What are the Most Common Biochemistry Topics?
The most common biochemistry topics generally fall into the following categories: biochemistry of the living cell, metabolism, animal or plant organisms, molecular biochemistry, and genetics. Within each of these areas, biochemists concentrate on the study of the chemicals and biochemical processes that occur in living organisms. The study of an individual living cell is usually one of the most common biochemistry topics of all.
A key reason that biochemistry research often focuses on the chemistry of an individual cell is that there are many types of chemical processes that are common to living cells in a wide range of different organisms, both animals and plants. Cell biology is also known as cytology, and understanding the biochemistry of a cell underpins a very large proportion of the other biochemistry topics. An understanding of the similarities and differences that exist between different types of cells is usually very important to biochemists who study genetics, metabolism, and various areas of animal biochemistry, for example.

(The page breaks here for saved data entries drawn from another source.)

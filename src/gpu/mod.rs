// ============================================================================
// GPU MODULE — wgpu-backed compositing and display for psdview
// ============================================================================
//
// Architecture:
//   context.rs    — wgpu Device, Queue, adapter init
//   shaders.rs    — all WGSL shader source (inline strings)
//   texture.rs    — LayerTexture wrapper (RGBA8, full upload)
//   compositor.rs — blend-mode render pipeline + display blit + readback
//   renderer.rs   — top-level GpuRenderer coordinator
// ============================================================================

pub mod compositor;
pub mod context;
pub mod renderer;
pub mod shaders;
pub mod texture;

pub use renderer::{GpuRenderer, LayerPlacement};
//! End-to-end pipeline test: compressed channel bytes through decode,
//! assembly and compositing, driven through the public engine API on the
//! deterministic CPU path.

use std::collections::HashMap;
use std::io::Write;

use flate2::Compression as ZlibLevel;
use flate2::write::ZlibEncoder;

use psdview::decode::packbits;
use psdview::document::{
    BitDepth, BoundRect, ChannelInfo, ColorMode, Document, LayerNode, LayerProps,
};
use psdview::{BlendMode, DecodeError, DocumentSource, ViewerEngine};

const DOC: u32 = 64;
const HALF: i32 = 32;

/// In-memory document source with pre-built compressed channel streams.
struct TestSource {
    document: Document,
    /// (layer index, channel position) -> compressed bytes
    channels: HashMap<(usize, usize), Vec<u8>>,
}

impl DocumentSource for TestSource {
    fn document(&self) -> &Document {
        &self.document
    }

    fn channel_bytes(&self, layer: usize, channel: usize) -> Result<Vec<u8>, DecodeError> {
        self.channels
            .get(&(layer, channel))
            .cloned()
            .ok_or(DecodeError::TruncatedInput { expected: 1, got: 0 })
    }
}

fn rle_compress(plane: &[u8], width: usize, rows: usize) -> Vec<u8> {
    let mut streams = Vec::with_capacity(rows);
    for row in plane.chunks_exact(width) {
        streams.push(packbits::encode_scanline(row));
    }
    let mut out = Vec::new();
    for s in &streams {
        out.extend_from_slice(&(s.len() as u16).to_be_bytes());
    }
    for s in &streams {
        out.extend_from_slice(s);
    }
    out
}

fn zlib_compress(plane: &[u8]) -> Vec<u8> {
    let mut enc = ZlibEncoder::new(Vec::new(), ZlibLevel::default());
    enc.write_all(plane).unwrap();
    enc.finish().unwrap()
}

/// One 32x32 solid layer with R/G/B channels at the given compression tag.
fn solid_layer(
    index: usize,
    name: &str,
    bounds: BoundRect,
    rgb: [u8; 3],
    compression: u16,
    channels_out: &mut HashMap<(usize, usize), Vec<u8>>,
) -> LayerNode {
    let w = bounds.width() as usize;
    let h = bounds.height() as usize;
    let mut infos = Vec::new();
    for (pos, (id, value)) in [(0i16, rgb[0]), (1, rgb[1]), (2, rgb[2])].into_iter().enumerate() {
        let plane = vec![value; w * h];
        let bytes = match compression {
            0 => plane,
            1 => rle_compress(&plane, w, h),
            2 => zlib_compress(&plane),
            _ => unreachable!("unused tag in fixture"),
        };
        infos.push(ChannelInfo { id, compression, byte_len: bytes.len() as u64 });
        channels_out.insert((index, pos), bytes);
    }
    LayerNode::Layer(LayerProps {
        index,
        name: name.into(),
        blend_mode: BlendMode::Normal,
        opacity: 255,
        visible: true,
        clipping: false,
        bounds,
        channels: infos,
    })
}

/// Three solid quadrants, each channel set exercising a different
/// compression path: raw, RLE and zip.
fn three_quadrant_source() -> TestSource {
    let mut channels = HashMap::new();
    let red = solid_layer(
        0,
        "Red",
        BoundRect::new(0, 0, HALF, HALF),
        [255, 0, 0],
        0,
        &mut channels,
    );
    let green = solid_layer(
        1,
        "Green",
        BoundRect::new(0, HALF, HALF, HALF * 2),
        [0, 255, 0],
        1,
        &mut channels,
    );
    let blue = solid_layer(
        2,
        "Blue",
        BoundRect::new(HALF, 0, HALF * 2, HALF),
        [0, 0, 255],
        2,
        &mut channels,
    );

    TestSource {
        document: Document {
            width: DOC,
            height: DOC,
            depth: BitDepth::Eight,
            color_mode: ColorMode::Rgb,
            large_format: false,
            root: LayerNode::Root { children: vec![red, green, blue] },
        },
        channels,
    }
}

fn wait_for_decodes(engine: &mut ViewerEngine) {
    for _ in 0..400 {
        engine.poll_decodes();
        if !engine.decodes_pending() {
            return;
        }
        std::thread::sleep(std::time::Duration::from_millis(5));
    }
    panic!("decodes did not finish");
}

fn pixel(rgba: &[u8], x: u32, y: u32) -> [u8; 4] {
    let i = ((y * DOC + x) * 4) as usize;
    [rgba[i], rgba[i + 1], rgba[i + 2], rgba[i + 3]]
}

#[test]
fn three_quadrants_decode_and_composite() {
    let source = three_quadrant_source();
    let mut engine = ViewerEngine::without_gpu();
    engine.resize(DOC as f32, DOC as f32, 1.0);
    engine.load_document(&source).unwrap();
    wait_for_decodes(&mut engine);

    let out = engine.composite_rgba().unwrap().expect("composite exists");
    assert_eq!(out.len(), (DOC * DOC * 4) as usize);

    // Raw-compressed red, RLE green, zip blue, each in its quadrant.
    assert_eq!(pixel(&out, 10, 10), [255, 0, 0, 255]);
    assert_eq!(pixel(&out, 40, 10), [0, 255, 0, 255]);
    assert_eq!(pixel(&out, 10, 40), [0, 0, 255, 255]);
    // Fourth quadrant has no layer: transparent.
    assert_eq!(pixel(&out, 40, 40), [0, 0, 0, 0]);
}

#[test]
fn dragging_a_layer_shifts_its_quadrant() {
    let source = three_quadrant_source();
    let mut engine = ViewerEngine::without_gpu();
    engine.resize(DOC as f32, DOC as f32, 1.0);
    engine.load_document(&source).unwrap();
    wait_for_decodes(&mut engine);

    engine.set_layer_offset(0, 32.0, 32.0);
    let out = engine.composite_rgba().unwrap().expect("composite exists");

    // Red moved to the bottom-right quadrant; its old spot is empty.
    assert_eq!(pixel(&out, 40, 40), [255, 0, 0, 255]);
    assert_eq!(pixel(&out, 10, 10), [0, 0, 0, 0]);
}

#[test]
fn hidden_group_excludes_descendants_from_composite() {
    let mut channels = HashMap::new();
    let inside = solid_layer(
        0,
        "Inside",
        BoundRect::new(0, 0, HALF, HALF),
        [255, 0, 0],
        0,
        &mut channels,
    );
    let outside = solid_layer(
        1,
        "Outside",
        BoundRect::new(0, HALF, HALF, HALF * 2),
        [0, 255, 0],
        1,
        &mut channels,
    );
    let source = TestSource {
        document: Document {
            width: DOC,
            height: DOC,
            depth: BitDepth::Eight,
            color_mode: ColorMode::Rgb,
            large_format: false,
            root: LayerNode::Root {
                children: vec![
                    LayerNode::Group {
                        index: 10,
                        name: "hidden".into(),
                        visible: false,
                        children: vec![inside],
                    },
                    outside,
                ],
            },
        },
        channels,
    };

    let mut engine = ViewerEngine::without_gpu();
    engine.resize(DOC as f32, DOC as f32, 1.0);
    engine.load_document(&source).unwrap();
    wait_for_decodes(&mut engine);

    let out = engine.composite_rgba().unwrap().expect("composite exists");
    // The layer inside the hidden group decoded but must not composite.
    assert_eq!(pixel(&out, 10, 10), [0, 0, 0, 0]);
    assert_eq!(pixel(&out, 40, 10), [0, 255, 0, 255]);
}

#[test]
fn multiply_layer_darkens_the_one_below() {
    let mut channels = HashMap::new();
    let base = solid_layer(
        0,
        "Base",
        BoundRect::new(0, 0, HALF, HALF),
        [200, 200, 200],
        0,
        &mut channels,
    );
    let mut top = solid_layer(
        1,
        "Top",
        BoundRect::new(0, 0, HALF, HALF),
        [128, 128, 128],
        0,
        &mut channels,
    );
    if let LayerNode::Layer(props) = &mut top {
        props.blend_mode = BlendMode::Multiply;
    }

    let source = TestSource {
        document: Document {
            width: DOC,
            height: DOC,
            depth: BitDepth::Eight,
            color_mode: ColorMode::Rgb,
            large_format: false,
            // Tree order is top-to-bottom: Top above Base.
            root: LayerNode::Root { children: vec![top, base] },
        },
        channels,
    };

    let mut engine = ViewerEngine::without_gpu();
    engine.resize(DOC as f32, DOC as f32, 1.0);
    engine.load_document(&source).unwrap();
    wait_for_decodes(&mut engine);

    let out = engine.composite_rgba().unwrap().expect("composite exists");
    let px = pixel(&out, 10, 10);
    // 200/255 * 128/255 * 255 ≈ 100
    assert!(px[0] > 90 && px[0] < 110, "got {:?}", px);
    assert_eq!(px[3], 255);
}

Some biochemists prefer to categorize biochemistry topics according to the fundamental underlying chemistry involved. Such a categorization might, for example, start with the basic topics of the structure of fats, the structure of proteins, and the structure of carbohydrates. Once the basic structure of the main molecules that are involved in biochemical processes has been understood, then more advanced study can explain the functions that the different molecules typically fulfill in a living cell.
Functional biochemistry topics could then follow on from the structural biochemistry or molecular biology topics. These could include such subjects as binding, or how different molecules interact with each other; transport, that is to say how molecules move into and out of living cells; kinetics, or chemical transformations; and signaling, or how living cells communicate with one another. A biochemist who studies via this route is likely to build up a good grounding in basic biochemistry that can then be used to branch into various different specialisms in a biochemistry career.
The different topics studied in a biochemistry lab can be very wide ranging. Understanding the basic building blocks of life, the individual living cells, forms the foundation for most if not all biochemistry job opportunities and may be regarded as the key starting point for a biochemistry career. With regard to biochemistry topics, there is also considerable overlap between biochemistry, molecular biology, and other fields of biological study.